_Source records_:
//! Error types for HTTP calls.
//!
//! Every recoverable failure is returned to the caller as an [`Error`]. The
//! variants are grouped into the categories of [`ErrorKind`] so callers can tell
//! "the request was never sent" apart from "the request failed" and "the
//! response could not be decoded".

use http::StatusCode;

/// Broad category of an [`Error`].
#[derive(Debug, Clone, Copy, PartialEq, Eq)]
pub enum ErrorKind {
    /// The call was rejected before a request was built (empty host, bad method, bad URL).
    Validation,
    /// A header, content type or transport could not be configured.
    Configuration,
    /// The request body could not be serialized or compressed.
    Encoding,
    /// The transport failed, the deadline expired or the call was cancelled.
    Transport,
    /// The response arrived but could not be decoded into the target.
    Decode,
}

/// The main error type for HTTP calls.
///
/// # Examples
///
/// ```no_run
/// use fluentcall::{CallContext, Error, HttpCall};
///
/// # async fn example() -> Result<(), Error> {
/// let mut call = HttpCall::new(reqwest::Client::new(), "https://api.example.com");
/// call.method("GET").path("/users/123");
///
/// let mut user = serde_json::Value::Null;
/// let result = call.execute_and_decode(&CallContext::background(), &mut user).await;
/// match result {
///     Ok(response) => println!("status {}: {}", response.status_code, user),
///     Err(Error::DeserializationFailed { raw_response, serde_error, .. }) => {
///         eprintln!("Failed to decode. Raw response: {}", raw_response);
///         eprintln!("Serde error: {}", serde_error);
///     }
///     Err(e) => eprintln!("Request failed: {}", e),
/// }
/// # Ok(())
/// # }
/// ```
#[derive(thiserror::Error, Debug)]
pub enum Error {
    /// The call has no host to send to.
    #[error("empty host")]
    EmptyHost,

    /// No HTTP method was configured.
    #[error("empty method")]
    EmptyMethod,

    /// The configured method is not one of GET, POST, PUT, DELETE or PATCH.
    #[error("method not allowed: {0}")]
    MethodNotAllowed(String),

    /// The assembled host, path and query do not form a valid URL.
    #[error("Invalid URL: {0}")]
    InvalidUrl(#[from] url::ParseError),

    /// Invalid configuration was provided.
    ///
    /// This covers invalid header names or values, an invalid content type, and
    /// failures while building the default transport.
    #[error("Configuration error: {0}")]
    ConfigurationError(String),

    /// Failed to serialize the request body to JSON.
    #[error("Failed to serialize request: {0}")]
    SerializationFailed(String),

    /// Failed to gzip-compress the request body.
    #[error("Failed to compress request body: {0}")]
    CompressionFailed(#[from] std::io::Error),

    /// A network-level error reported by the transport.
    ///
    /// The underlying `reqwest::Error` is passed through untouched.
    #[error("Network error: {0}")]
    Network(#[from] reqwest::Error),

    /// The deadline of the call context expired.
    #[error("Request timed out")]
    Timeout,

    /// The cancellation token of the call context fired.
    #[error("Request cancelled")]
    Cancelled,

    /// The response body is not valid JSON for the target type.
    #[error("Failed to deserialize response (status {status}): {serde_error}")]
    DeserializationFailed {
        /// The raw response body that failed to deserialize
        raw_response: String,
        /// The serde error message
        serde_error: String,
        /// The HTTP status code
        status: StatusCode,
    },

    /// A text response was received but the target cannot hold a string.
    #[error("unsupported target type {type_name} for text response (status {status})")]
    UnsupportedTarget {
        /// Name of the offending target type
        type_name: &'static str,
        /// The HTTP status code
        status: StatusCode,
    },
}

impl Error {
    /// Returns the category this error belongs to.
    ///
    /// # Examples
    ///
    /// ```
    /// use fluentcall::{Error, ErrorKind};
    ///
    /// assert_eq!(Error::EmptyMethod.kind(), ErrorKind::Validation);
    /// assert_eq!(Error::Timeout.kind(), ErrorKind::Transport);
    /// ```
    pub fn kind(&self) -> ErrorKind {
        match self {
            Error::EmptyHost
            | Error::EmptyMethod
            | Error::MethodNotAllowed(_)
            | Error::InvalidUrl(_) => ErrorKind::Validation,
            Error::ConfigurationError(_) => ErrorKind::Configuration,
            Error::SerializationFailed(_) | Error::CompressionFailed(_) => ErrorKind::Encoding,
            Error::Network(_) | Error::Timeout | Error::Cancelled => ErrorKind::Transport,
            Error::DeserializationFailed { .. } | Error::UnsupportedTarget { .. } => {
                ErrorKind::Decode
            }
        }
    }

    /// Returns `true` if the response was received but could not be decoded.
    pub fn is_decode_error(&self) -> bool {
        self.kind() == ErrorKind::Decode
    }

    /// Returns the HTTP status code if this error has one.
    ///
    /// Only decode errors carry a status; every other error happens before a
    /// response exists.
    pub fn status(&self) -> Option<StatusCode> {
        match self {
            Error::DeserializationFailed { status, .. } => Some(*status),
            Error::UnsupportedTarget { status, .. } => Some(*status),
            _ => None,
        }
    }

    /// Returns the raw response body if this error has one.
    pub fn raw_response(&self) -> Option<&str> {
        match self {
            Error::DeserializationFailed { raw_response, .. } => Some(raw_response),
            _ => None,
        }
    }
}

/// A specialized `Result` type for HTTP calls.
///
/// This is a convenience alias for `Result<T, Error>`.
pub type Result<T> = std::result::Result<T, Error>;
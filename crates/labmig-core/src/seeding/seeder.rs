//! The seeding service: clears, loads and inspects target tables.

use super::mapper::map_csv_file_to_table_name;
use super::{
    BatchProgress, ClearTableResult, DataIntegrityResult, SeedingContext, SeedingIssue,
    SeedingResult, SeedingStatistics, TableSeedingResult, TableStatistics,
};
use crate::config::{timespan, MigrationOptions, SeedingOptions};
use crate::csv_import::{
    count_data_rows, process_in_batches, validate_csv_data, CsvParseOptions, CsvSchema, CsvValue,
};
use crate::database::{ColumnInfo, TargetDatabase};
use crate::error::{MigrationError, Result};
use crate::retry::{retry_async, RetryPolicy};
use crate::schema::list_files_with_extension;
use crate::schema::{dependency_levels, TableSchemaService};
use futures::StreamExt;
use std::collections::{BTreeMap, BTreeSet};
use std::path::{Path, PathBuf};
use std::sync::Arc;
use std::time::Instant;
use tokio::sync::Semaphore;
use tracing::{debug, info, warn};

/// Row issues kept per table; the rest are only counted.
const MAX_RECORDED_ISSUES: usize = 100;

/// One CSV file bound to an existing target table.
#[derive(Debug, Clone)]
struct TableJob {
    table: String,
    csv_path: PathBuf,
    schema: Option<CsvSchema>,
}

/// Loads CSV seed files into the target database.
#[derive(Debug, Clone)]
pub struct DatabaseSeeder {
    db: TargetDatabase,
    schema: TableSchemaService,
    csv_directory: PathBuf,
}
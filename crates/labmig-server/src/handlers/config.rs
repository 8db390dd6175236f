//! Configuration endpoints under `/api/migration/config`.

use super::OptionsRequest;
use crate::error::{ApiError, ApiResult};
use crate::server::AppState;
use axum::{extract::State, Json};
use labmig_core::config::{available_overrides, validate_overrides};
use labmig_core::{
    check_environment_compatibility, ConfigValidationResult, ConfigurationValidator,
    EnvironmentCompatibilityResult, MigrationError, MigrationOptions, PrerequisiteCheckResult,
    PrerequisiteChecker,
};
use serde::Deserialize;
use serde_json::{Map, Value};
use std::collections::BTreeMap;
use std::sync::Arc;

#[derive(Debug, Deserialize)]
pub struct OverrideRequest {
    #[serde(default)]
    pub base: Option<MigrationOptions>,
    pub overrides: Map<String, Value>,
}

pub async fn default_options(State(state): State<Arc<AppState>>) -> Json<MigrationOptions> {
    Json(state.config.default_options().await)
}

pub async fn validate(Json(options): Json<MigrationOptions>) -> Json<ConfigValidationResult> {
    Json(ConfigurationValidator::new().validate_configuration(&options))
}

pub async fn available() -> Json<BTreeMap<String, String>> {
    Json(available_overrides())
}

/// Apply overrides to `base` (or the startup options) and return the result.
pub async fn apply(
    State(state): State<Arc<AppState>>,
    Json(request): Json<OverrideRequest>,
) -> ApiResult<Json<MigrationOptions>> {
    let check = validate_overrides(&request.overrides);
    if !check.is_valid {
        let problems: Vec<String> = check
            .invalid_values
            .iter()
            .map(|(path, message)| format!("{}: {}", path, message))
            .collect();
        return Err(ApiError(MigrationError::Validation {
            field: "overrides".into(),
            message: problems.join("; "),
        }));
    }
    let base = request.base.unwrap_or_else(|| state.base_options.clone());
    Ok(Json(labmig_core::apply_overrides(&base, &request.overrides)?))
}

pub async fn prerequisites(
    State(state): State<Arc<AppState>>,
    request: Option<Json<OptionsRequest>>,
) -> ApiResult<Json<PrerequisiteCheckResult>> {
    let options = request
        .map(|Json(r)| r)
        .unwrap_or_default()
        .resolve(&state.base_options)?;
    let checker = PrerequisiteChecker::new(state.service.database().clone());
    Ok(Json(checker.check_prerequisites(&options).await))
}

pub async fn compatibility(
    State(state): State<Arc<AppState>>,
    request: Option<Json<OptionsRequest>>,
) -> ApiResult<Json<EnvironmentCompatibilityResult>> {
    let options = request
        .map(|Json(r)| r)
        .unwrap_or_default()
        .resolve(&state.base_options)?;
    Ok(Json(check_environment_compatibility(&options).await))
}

_What is needed_: Pull out all lines from the entries above in which the word "into" appears.

_Answer box_:
//! variants are grouped into the categories of [`ErrorKind`] so callers can tell
    /// The response arrived but could not be decoded into the target.
/// Loads CSV seed files into the target database.
            field: "overrides".into(),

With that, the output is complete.